Xanax addiction is not as common as with other drugs, but it still carries dangers when abused. Read on to find out some of them.
For many people, anxiety management is a pain. Dealing with incidents such as panic attacks and social anxiety disorder is not easy, and it is a burden whether they happen in unexpected places or not. It is not life threatening, but it often leaves you with the feeling that you want to die, because of how intense it is.
For many chronic anxiety patients, medication comes as a relief from their symptoms – particularly Xanax. However, because the symptoms are relieved to a large extent, you may want to take the drug again; even outside a doctor’s prescription. The drug quickly becomes addictive, and you spiral into a life of Xanax addiction.
The risk of addiction with this drug is very high, especially if you use it without medical prescriptions. Here are some of the dangers and risks you are exposing yourself to when this happens.
How the body reacts to Xanax
The other name for the drug is Alprazolam, and it belongs in a class of drugs known as benzodiazepines. All of these drugs are usually used to treat anxiety cases, particularly chronic ones.
The drug works on the central nervous system (CNS), through boosting the calming effects of a neurotransmitter called GABA, or gamma-amino butyric acid. This neurotransmitter has similar effects as dopamine, because it decreases anxiety and nervous tension through the inhibition of certain neurons, as well as slowing down nerve cell activity within the brain.
In fact, these anxiety symptoms that someone experiences when they are suffering from the disorder go away within a week of taking the substance, depending on the prescription. The usual directive for treatment is not to use it in isolation though – it is paired with other treatment methods such as CBT, or cognitive behavioral therapy. In addition, the dose you are given and certain individual factors will determine how effective the drug is.
Some risks of Xanax
The drug is not a recent one, at least in terms of legal use. First approved by the FDA (Food and Drug Administration) in 1981, its popularity has only increased within the last few years.
The drug carries very high risk when used without medical prescription and also when you combine it with other substances. Here are some of the risks it has.
When you combine it with other substances
When you use this drug along with alcohol and other drugs, it carries the most serious risk.
When taken with opiates and other drugs that induce GABA such as alcohol, barbiturates and hypnotics, you are at a very high risk of overdose. This is because the nervous system becomes bombarded with numerous messages telling it to slow down the activity of your organs, which makes your vitals (heartbeat, breathing rate, blood pressure, body temperature) slow down to dangerous levels and cause stoppages in breathing, very slow heartbeat, slipping into a coma, and death.
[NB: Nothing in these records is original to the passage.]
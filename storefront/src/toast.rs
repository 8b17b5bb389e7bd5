//! Toast notifications.
//!
//! The session reducer reports outcomes as [`Notification`]s; the
//! [`Toaster`] shows each as a toast that dismisses itself after
//! [`TOAST_DURATION`] or when its close button is clicked.

use ecofinds_commerce::notify::{Notification, NotificationKind, Notifier};
use leptos::prelude::*;
use std::time::Duration;

/// How long a toast stays on screen.
pub const TOAST_DURATION: Duration = Duration::from_secs(4);

#[derive(Debug, Clone, PartialEq)]
pub struct Toast {
    pub id: u64,
    pub notification: Notification,
}

/// Reactive toast queue. `Copy`, so handlers capture it freely.
#[derive(Debug, Clone, Copy)]
pub struct Toaster {
    toasts: RwSignal<Vec<Toast>>,
    next_id: StoredValue<u64>,
}

impl Toaster {
    pub fn new() -> Self {
        Self {
            toasts: RwSignal::new(Vec::new()),
            next_id: StoredValue::new(0),
        }
    }

    /// Show `notification` and schedule its dismissal.
    pub fn push(&self, notification: Notification) -> u64 {
        let id = self.next_id.get_value();
        self.next_id.set_value(id + 1);

        tracing::debug!(toast = id, title = %notification.title, "Showing toast");
        self.toasts.update(|t| t.push(Toast { id, notification }));

        let toaster = *self;
        set_timeout(move || toaster.dismiss(id), TOAST_DURATION);
        id
    }

    /// Remove a toast. Already-dismissed ids are ignored.
    pub fn dismiss(&self, id: u64) {
        self.toasts.update(|t| t.retain(|toast| toast.id != id));
    }

    pub fn toasts(&self) -> RwSignal<Vec<Toast>> {
        self.toasts
    }
}

impl Default for Toaster {
    fn default() -> Self {
        Self::new()
    }
}

impl Notifier for Toaster {
    fn notify(&self, notification: Notification) {
        self.push(notification);
    }
}

fn toast_class(kind: NotificationKind) -> &'static str {
    match kind {
        NotificationKind::Success => "toast toast-success",
        NotificationKind::Info => "toast toast-info",
    }
}

/// Fixed-position stack of the active toasts.
#[component]
pub fn ToastViewport(toaster: Toaster) -> impl IntoView {
    view! {
        <div class="toast-viewport" role="status" aria-live="polite">
            <For
                each=move || toaster.toasts().get()
                key=|toast| toast.id
                children=move |toast| {
                    let id = toast.id;
                    view! {
                        <div class=toast_class(toast.notification.kind)>
                            <div class="toast-body">
                                <strong>{toast.notification.title}</strong>
                                <p>{toast.notification.description}</p>
                            </div>
                            <button
                                class="toast-close"
                                aria-label="Dismiss"
                                on:click=move |_| toaster.dismiss(id)
                            >
                                "\u{00d7}"
                            </button>
                        </div>
                    }
                }
            />
        </div>
    }
}
//! `tracing` output to the browser developer console.

use std::io;
use tracing::{Level, Metadata};
use tracing_subscriber::fmt::MakeWriter;
use wasm_bindgen::JsValue;
use web_sys::console;

/// Hands out one [`ConsoleWriter`] per event.
#[derive(Debug, Clone, Copy, Default)]
pub struct ConsoleMakeWriter;

impl<'a> MakeWriter<'a> for ConsoleMakeWriter {
    type Writer = ConsoleWriter;

    fn make_writer(&'a self) -> Self::Writer {
        ConsoleWriter::new(Level::INFO)
    }

    fn make_writer_for(&'a self, meta: &Metadata<'_>) -> Self::Writer {
        ConsoleWriter::new(*meta.level())
    }
}

/// Buffers one formatted event and emits it on drop with the console method
/// matching its level.
pub struct ConsoleWriter {
    level: Level,
    buf: Vec<u8>,
}

impl ConsoleWriter {
    fn new(level: Level) -> Self {
        Self {
            level,
            buf: Vec::with_capacity(128),
        }
    }
}

impl io::Write for ConsoleWriter {
    fn write(&mut self, data: &[u8]) -> io::Result<usize> {
        self.buf.extend_from_slice(data);
        Ok(data.len())
    }

    fn flush(&mut self) -> io::Result<()> {
        Ok(())
    }
}

impl Drop for ConsoleWriter {
    fn drop(&mut self) {
        let Some(line) = console_line(&self.buf) else {
            return;
        };
        let line = JsValue::from_str(&line);
        match self.level {
            Level::ERROR => console::error_1(&line),
            Level::WARN => console::warn_1(&line),
            Level::INFO => console::info_1(&line),
            _ => console::debug_1(&line),
        }
    }
}

/// The buffered text without its trailing newline; `None` if blank.
fn console_line(buf: &[u8]) -> Option<String> {
    let text = String::from_utf8_lossy(buf);
    let text = text.trim_end();
    (!text.is_empty()).then(|| text.to_string())
}

#[cfg(test)]
mod tests {
    use super::*;

    #[test]
    fn test_console_line_strips_newline() {
        assert_eq!(
            console_line(b" INFO Checkout completed\n").as_deref(),
            Some(" INFO Checkout completed")
        );
    }

    #[test]
    fn test_console_line_skips_blank() {
        assert_eq!(console_line(b"\n"), None);
        assert_eq!(console_line(b""), None);
    }
}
What makes this alarming is that many people tend to combine Xanax with these substances, especially alcohol. In fact, statistics show that 49 percent of teens today use both of these, and many deaths due to overdose are due to these drugs.
Overdosing on Xanax
Many deaths due to overdoses that have been reported between 2002 and 2015 (they have increased by four times) are mainly due to mixing Xanax with other benzodiazepines such as Valium and Librium, according to statistics that have been published by the NIDA (National Institute on Drug Abuse).
You have a high chance of putting yourself at risk when you consume larger doses than prescribed, or when you combine these large quantities with drugs such as opioids and alcohol. In fact, what makes this more risky is the fact that Xanax is stronger than valium by ten times, so you must never take it in amounts that are greater than what your doctor has prescribed.
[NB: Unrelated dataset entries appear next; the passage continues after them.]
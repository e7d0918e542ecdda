//! Division plans for unsigned integers.

use core::ops::{Div, DivAssign, Rem, RemAssign};

use crate::bits::BitUtils;
use crate::error::DivisorError;
use crate::magic::{magic_u16, magic_u32, magic_u64};
use crate::mulhi::MulHi;
use crate::strategy::UnsignedStrategy;
use crate::tables;
use crate::{Divisor, UnsignedDivisor};

macro_rules! unsigned_divisor {
    ($(#[$attr:meta])* $name:ident, $int:ty, $magic:path, $table:path) => {
        $(#[$attr])*
        #[derive(Copy, Clone, Debug, PartialEq, Eq, Hash)]
        pub struct $name {
            divisor: $int,
            multiplier: $int,
            strategy: UnsignedStrategy,
            shift: u8,
            mask: $int,
        }

        impl $name {
            /// Constructs the plan that divides by `divisor`.
            ///
            /// Returns `Err(DivisorError::DivideByZero)` iff `divisor == 0`.
            pub fn new(divisor: $int) -> Result<$name, DivisorError> {
                $name::classify(divisor, true)
            }

            fn classify(divisor: $int, use_table: bool) -> Result<$name, DivisorError> {
                if divisor == 0 {
                    return Err(DivisorError::DivideByZero);
                }

                if divisor == 1 {
                    return Ok($name::from_parts(divisor, 1, UnsignedStrategy::None, 0));
                }

                // Past half the range the multiply-high step would
                // overflow, but the quotient is only ever 0 or 1.
                if divisor >> (<$int>::BITS - 1) != 0 {
                    return Ok($name::from_parts(divisor, 1, UnsignedStrategy::Branch, 0));
                }

                if divisor.is_single_bit() {
                    let shift = divisor.trailing_zero_count() as u8;
                    return Ok($name::from_parts(divisor, 1, UnsignedStrategy::Shift, shift));
                }

                if use_table && divisor <= tables::LAST as $int {
                    let entry = $table[(divisor - tables::FIRST as $int) as usize];
                    return Ok($name::from_parts(
                        divisor,
                        entry.multiplier,
                        entry.strategy,
                        entry.shift,
                    ));
                }

                let magic = $magic(divisor);
                let strategy = if magic.needs_correction {
                    UnsignedStrategy::MultiplyAddShift
                } else {
                    UnsignedStrategy::MultiplyShift
                };

                log::trace!(
                    "{} divisor {}: {:?}, multiplier {:#x}, shift {}",
                    stringify!($int),
                    divisor,
                    strategy,
                    magic.multiplier,
                    magic.shift
                );

                Ok($name::from_parts(divisor, magic.multiplier, strategy, magic.shift))
            }

            fn from_parts(
                divisor: $int,
                multiplier: $int,
                strategy: UnsignedStrategy,
                shift: u8,
            ) -> $name {
                let mask = if strategy.is_shift() {
                    ((1 as $int) << shift) - 1
                } else {
                    0
                };

                $name {
                    divisor,
                    multiplier,
                    strategy,
                    shift,
                    mask,
                }
            }

            /// The divisor this plan was built for.
            #[inline]
            pub fn divisor(&self) -> $int {
                self.divisor
            }

            /// The magic multiplier (1 when the plan doesn't multiply).
            #[inline]
            pub fn multiplier(&self) -> $int {
                self.multiplier
            }

            #[inline]
            pub fn strategy(&self) -> UnsignedStrategy {
                self.strategy
            }

            #[inline]
            pub fn shift(&self) -> u8 {
                self.shift
            }

            /// `(1 << shift) - 1` for plans that only shift.
            #[inline]
            pub fn mask(&self) -> Option<$int> {
                if self.strategy.is_shift() {
                    Some(self.mask)
                } else {
                    None
                }
            }

            /// Computes `value / divisor`.
            #[inline]
            #[must_use]
            pub fn divide(&self, value: $int) -> $int {
                match self.strategy {
                    UnsignedStrategy::None | UnsignedStrategy::Shift => value >> self.shift,
                    UnsignedStrategy::MultiplyShift => value.mulhi(self.multiplier) >> self.shift,
                    UnsignedStrategy::MultiplyAddShift => {
                        // The true multiplier is `multiplier + 2^W`, so
                        // the product is `t + value`; average instead of
                        // adding, to stay within W bits.
                        let t = value.mulhi(self.multiplier);
                        ((value.wrapping_sub(t) >> 1).wrapping_add(t)) >> self.shift
                    }
                    UnsignedStrategy::Branch => <$int>::from(value >= self.divisor),
                }
            }

            /// Computes `value % divisor`.
            #[inline]
            #[must_use]
            pub fn modulo(&self, value: $int) -> $int {
                match self.strategy {
                    UnsignedStrategy::None | UnsignedStrategy::Shift => value & self.mask,
                    UnsignedStrategy::Branch => {
                        value.wrapping_sub(if value >= self.divisor { self.divisor } else { 0 })
                    }
                    UnsignedStrategy::MultiplyShift | UnsignedStrategy::MultiplyAddShift => {
                        value.wrapping_sub(self.divide(value).wrapping_mul(self.divisor))
                    }
                }
            }

            /// Computes `(value / divisor, value % divisor)`, quotient
            /// first.
            #[inline]
            #[must_use]
            pub fn div_rem(&self, value: $int) -> ($int, $int) {
                let quotient = self.divide(value);
                if self.strategy.is_shift() {
                    // The bits shifted out are exactly the remainder.
                    (quotient, value ^ (quotient << self.shift))
                } else {
                    (quotient, value.wrapping_sub(quotient.wrapping_mul(self.divisor)))
                }
            }

            /// Returns the largest multiple of the divisor that is at most
            /// `value`.
            #[inline]
            #[must_use]
            pub fn floor(&self, value: $int) -> $int {
                if self.strategy.is_shift() {
                    value & !self.mask
                } else {
                    self.divide(value).wrapping_mul(self.divisor)
                }
            }

            /// Returns `(value - floor(value), floor(value))`: the remainder
            /// first, then the largest multiple of the divisor that is at
            /// most `value`.
            #[inline]
            #[must_use]
            pub fn floor_rem(&self, value: $int) -> ($int, $int) {
                let multiple = self.floor(value);
                (value.wrapping_sub(multiple), multiple)
            }
        }

        impl Divisor for $name {
            type Int = $int;

            #[inline]
            fn divisor(&self) -> $int {
                $name::divisor(self)
            }

            #[inline]
            fn divide(&self, value: $int) -> $int {
                $name::divide(self, value)
            }

            #[inline]
            fn modulo(&self, value: $int) -> $int {
                $name::modulo(self, value)
            }

            #[inline]
            fn div_rem(&self, value: $int) -> ($int, $int) {
                $name::div_rem(self, value)
            }
        }

        impl UnsignedDivisor for $name {
            #[inline]
            fn floor(&self, value: $int) -> $int {
                $name::floor(self, value)
            }

            #[inline]
            fn floor_rem(&self, value: $int) -> ($int, $int) {
                $name::floor_rem(self, value)
            }
        }

        impl TryFrom<$int> for $name {
            type Error = DivisorError;

            fn try_from(divisor: $int) -> Result<$name, DivisorError> {
                $name::new(divisor)
            }
        }

        impl Div<$name> for $int {
            type Output = $int;

            #[inline]
            fn div(self, rhs: $name) -> $int {
                rhs.divide(self)
            }
        }

        impl Div<&$name> for $int {
            type Output = $int;

            #[inline]
            fn div(self, rhs: &$name) -> $int {
                rhs.divide(self)
            }
        }

        impl Rem<$name> for $int {
            type Output = $int;

            #[inline]
            fn rem(self, rhs: $name) -> $int {
                rhs.modulo(self)
            }
        }

        impl Rem<&$name> for $int {
            type Output = $int;

            #[inline]
            fn rem(self, rhs: &$name) -> $int {
                rhs.modulo(self)
            }
        }

        impl DivAssign<$name> for $int {
            #[inline]
            fn div_assign(&mut self, rhs: $name) {
                *self = rhs.divide(*self);
            }
        }

        impl RemAssign<$name> for $int {
            #[inline]
            fn rem_assign(&mut self, rhs: $name) {
                *self = rhs.modulo(*self);
            }
        }
    };
}

unsigned_divisor!(
    /// Divides `u16` values by a divisor fixed at construction.
    U16Divisor,
    u16,
    magic_u16,
    tables::SMALL_U16
);

unsigned_divisor!(
    /// Divides `u32` values by a divisor fixed at construction.
    ///
    /// ```
    /// use magicdiv::U32Divisor;
    ///
    /// let by_7 = U32Divisor::new(7).unwrap();
    /// assert_eq!(by_7.divide(100), 14);
    /// assert_eq!(by_7.div_rem(100), (14, 2));
    /// assert_eq!(100 / by_7, 14);
    /// assert_eq!(100 % by_7, 2);
    /// ```
    U32Divisor,
    u32,
    magic_u32,
    tables::SMALL_U32
);

unsigned_divisor!(
    /// Divides `u64` values by a divisor fixed at construction.
    U64Divisor,
    u64,
    magic_u64,
    tables::SMALL_U64
);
In addition, very many suicide attempts that are now occurring seem to have benzodiazepines involved – at least a third of all suicide attempts.
Addiction to Xanax
Many users who eventually become addicted to the drug initially take it for its fast relaxing effects, and its ability to help you sleep. As long as you take it under the prescription of a doctor, then it will help you manage conditions such as insomnia and anxiety.
Many people that use the substance have prescriptions from general practitioners – approximately 55 percent. Many of these people do not develop a substance abuse disorder of the substance, because they follow the directions of use very strictly. However, you also need to remember that there are many users who end up becoming dependent on the drug, at least physically.
When you reach a stage of physical dependence, the body cannot function without the drug in the system. You will also require larger doses to get the results you want.
The drug remains highly addictive, even when you take it for a short time to deal with some anxiety disorders. There is also the risk of psychological dependence, especially with certain users failing to reduce ad discontinue the amounts they are taking, when they have taken higher doses.
Research findings seem to suggest that the risk of physical and psychological dependence seems to have greater severity in users that take doses of more than 4 mg per day, and they take it in periods lasting more than 12 weeks.
You also tend to experience certain symptoms when taking the drug for a long time, which include dizziness, nausea, irritability, headaches, lethargy, memory issues and sleep problems. In addition, teens who start consuming benzodiazepines with other drugs are at greater risk of consuming the substance when they are at young adulthood, in addition to other drugs like cocaine to increase the ‘high’ effects.
The treatment of Xanax addiction is an effort that requires more than simple detox, because of the far-reaching effects of the drug. The treatment will depend on how long you have abused the drug, and the amount you have consumer, and various strategies can be used during treatment.